Tuesday, January 5, 2010

Investment Trusts What Are The Essential Differences Between ETF's, Closed End Funds, And Unit Investment Trusts?

What are the essential differences between ETF's, closed end funds, and unit investment trusts? - investment trusts

XLF is an exchange traded fund.
QQQQ is a unit investment trust.
MPA is a closed-end funds.

2 comments:

muncie birder said...

QQQQ is not exactly a common fund. It's more of an exchange traded index funds. The two exchange-traded funds and index funds are not managed essentually. The difference between the two is that mutual funds do not try to adjust his return at any point of reference. It is basically a set of assets, usually bonds, bought and sold to the public. They sit there until they are called. With an index exchange-traded fund is minimally achieved. In other words, he always tries to match the performance of the Index is aping. When the rate changes must also change. This happens more often than you can imagine, because of mergers and bankruptcies, and additions and deletions from the index. For example, the Dow Jones Industrial Average is continuously adjusted by deletions and additions.

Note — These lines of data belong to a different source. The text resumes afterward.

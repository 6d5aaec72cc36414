//! Dashboard module - monthly totals and chart series derived from transactions.

mod dashboard_model;
mod dashboard_service;


pub use dashboard_model::{
    CategorySpending, DailySpendingPoint, DashboardCharts, DashboardStats, MonthlySummaryPoint,
};
pub use dashboard_service::{DashboardService, DashboardServiceTrait};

A closed fund is also an exchange-traded funds. It is an index fund in two important points. First, it has succeeded. Secondly, there are a fixed number of shares will be issued. No additional measures are common, but TSinking fund, you could reduce the number of titles. The important point is that there is a fixed amount of capital that must be discarded. It grows through the issuance of more shares. You can grow only by the increase in net assets, and only then, do not make profits.

vegas_iw... said...

Note: At the end tight. You can grow as you sell reinvest dividends / capital gains and some even new shares from time to time. I was in ADX and PEO for 20 years. The differences should not matter to you at all - just dig in.